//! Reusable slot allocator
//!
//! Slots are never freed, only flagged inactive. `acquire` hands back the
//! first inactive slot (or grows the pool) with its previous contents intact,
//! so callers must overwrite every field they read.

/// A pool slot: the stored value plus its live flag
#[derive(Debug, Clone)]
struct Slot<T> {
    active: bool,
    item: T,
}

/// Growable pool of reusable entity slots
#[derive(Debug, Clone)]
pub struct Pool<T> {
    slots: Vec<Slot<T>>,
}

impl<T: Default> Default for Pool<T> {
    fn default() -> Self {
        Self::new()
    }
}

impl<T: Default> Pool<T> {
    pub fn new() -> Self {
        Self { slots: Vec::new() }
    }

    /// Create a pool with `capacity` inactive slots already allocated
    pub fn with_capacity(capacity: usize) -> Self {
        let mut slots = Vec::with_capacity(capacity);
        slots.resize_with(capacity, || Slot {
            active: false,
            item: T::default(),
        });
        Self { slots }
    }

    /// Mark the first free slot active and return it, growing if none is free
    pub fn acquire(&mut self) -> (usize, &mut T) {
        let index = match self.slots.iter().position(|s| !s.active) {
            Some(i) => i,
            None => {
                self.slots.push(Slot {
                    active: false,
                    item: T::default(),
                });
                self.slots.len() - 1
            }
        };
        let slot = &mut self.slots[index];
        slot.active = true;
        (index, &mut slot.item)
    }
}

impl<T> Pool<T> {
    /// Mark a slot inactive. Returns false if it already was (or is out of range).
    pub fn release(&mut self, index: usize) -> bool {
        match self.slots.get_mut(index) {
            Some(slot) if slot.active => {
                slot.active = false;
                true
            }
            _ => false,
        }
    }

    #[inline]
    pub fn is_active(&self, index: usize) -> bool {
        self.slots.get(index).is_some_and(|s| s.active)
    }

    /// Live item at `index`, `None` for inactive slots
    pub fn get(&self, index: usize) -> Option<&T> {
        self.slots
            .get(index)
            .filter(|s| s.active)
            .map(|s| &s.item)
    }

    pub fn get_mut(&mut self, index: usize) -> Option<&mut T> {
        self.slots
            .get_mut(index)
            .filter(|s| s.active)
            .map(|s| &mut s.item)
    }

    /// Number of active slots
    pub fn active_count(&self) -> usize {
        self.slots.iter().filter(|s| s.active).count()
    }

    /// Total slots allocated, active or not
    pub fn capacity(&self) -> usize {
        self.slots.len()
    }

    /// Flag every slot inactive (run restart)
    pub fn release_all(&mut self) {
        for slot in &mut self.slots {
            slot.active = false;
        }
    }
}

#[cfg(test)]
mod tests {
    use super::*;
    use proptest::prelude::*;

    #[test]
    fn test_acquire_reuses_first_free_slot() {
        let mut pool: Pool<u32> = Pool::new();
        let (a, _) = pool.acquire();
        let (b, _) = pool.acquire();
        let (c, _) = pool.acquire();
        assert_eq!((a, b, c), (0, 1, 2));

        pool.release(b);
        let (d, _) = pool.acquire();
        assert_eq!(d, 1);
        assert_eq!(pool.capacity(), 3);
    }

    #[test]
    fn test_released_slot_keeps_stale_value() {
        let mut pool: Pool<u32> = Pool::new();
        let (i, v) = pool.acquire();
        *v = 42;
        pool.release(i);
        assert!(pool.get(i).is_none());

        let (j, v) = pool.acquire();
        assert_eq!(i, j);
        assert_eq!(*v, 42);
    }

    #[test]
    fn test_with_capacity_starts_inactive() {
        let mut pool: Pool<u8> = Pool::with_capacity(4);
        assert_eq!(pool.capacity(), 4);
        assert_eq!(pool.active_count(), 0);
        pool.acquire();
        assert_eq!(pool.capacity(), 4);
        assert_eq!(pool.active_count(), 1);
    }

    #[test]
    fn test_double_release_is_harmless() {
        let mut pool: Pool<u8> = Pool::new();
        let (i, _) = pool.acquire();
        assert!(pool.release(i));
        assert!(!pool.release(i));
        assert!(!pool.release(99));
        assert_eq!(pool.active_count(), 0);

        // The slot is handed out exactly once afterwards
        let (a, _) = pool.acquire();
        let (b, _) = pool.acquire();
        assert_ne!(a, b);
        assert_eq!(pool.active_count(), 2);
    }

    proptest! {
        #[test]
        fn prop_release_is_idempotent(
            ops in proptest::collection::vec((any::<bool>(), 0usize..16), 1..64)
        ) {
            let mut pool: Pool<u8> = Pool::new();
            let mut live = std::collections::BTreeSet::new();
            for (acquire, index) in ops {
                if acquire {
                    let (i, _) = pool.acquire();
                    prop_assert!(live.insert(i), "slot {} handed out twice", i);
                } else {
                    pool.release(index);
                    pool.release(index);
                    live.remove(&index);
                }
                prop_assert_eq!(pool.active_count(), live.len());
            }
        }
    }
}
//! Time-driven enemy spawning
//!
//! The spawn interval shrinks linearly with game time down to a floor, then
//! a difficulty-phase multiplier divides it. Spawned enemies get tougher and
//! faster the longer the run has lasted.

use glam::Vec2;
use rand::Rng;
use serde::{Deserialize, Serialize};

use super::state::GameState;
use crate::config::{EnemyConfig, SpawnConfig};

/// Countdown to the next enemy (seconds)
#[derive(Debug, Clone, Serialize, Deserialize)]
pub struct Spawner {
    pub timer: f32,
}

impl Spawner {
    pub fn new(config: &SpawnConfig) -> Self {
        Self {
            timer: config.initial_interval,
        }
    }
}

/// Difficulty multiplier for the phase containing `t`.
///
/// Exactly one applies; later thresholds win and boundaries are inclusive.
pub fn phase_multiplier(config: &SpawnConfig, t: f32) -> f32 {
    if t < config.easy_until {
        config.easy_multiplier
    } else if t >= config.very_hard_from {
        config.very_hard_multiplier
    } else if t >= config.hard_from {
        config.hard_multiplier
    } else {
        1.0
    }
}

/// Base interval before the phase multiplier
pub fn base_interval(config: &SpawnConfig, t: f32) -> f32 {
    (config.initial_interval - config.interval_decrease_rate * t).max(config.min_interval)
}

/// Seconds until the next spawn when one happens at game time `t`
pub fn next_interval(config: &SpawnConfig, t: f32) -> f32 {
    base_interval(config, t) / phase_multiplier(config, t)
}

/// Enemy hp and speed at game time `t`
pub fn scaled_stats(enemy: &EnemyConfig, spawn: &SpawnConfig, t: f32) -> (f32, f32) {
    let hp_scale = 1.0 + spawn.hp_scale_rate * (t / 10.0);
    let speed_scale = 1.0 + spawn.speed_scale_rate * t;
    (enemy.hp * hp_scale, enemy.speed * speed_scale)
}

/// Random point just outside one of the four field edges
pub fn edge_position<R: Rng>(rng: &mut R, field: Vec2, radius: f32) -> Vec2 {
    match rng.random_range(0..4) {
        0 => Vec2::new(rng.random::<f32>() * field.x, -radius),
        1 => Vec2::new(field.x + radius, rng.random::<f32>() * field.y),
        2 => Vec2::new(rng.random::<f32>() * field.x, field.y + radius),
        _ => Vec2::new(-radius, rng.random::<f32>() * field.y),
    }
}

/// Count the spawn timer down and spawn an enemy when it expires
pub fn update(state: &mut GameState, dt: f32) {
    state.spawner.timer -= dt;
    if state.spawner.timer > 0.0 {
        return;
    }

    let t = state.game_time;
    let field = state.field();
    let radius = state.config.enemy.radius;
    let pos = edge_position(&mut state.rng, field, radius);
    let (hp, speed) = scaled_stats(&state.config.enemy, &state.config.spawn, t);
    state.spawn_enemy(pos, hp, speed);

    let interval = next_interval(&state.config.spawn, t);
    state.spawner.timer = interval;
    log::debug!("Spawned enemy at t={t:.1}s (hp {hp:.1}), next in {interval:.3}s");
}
========================================================================
◆ **Exercise requirements**: In the entries above, identify each line that includes the string "radius", then copy it.

◆ **Result of the exercise**:
pub fn edge_position<R: Rng>(rng: &mut R, field: Vec2, radius: f32) -> Vec2 {
        0 => Vec2::new(rng.random::<f32>() * field.x, -radius),
        1 => Vec2::new(field.x + radius, rng.random::<f32>() * field.y),
        2 => Vec2::new(rng.random::<f32>() * field.x, field.y + radius),
        _ => Vec2::new(-radius, rng.random::<f32>() * field.y),
    let radius = state.config.enemy.radius;
    let pos = edge_position(&mut state.rng, field, radius);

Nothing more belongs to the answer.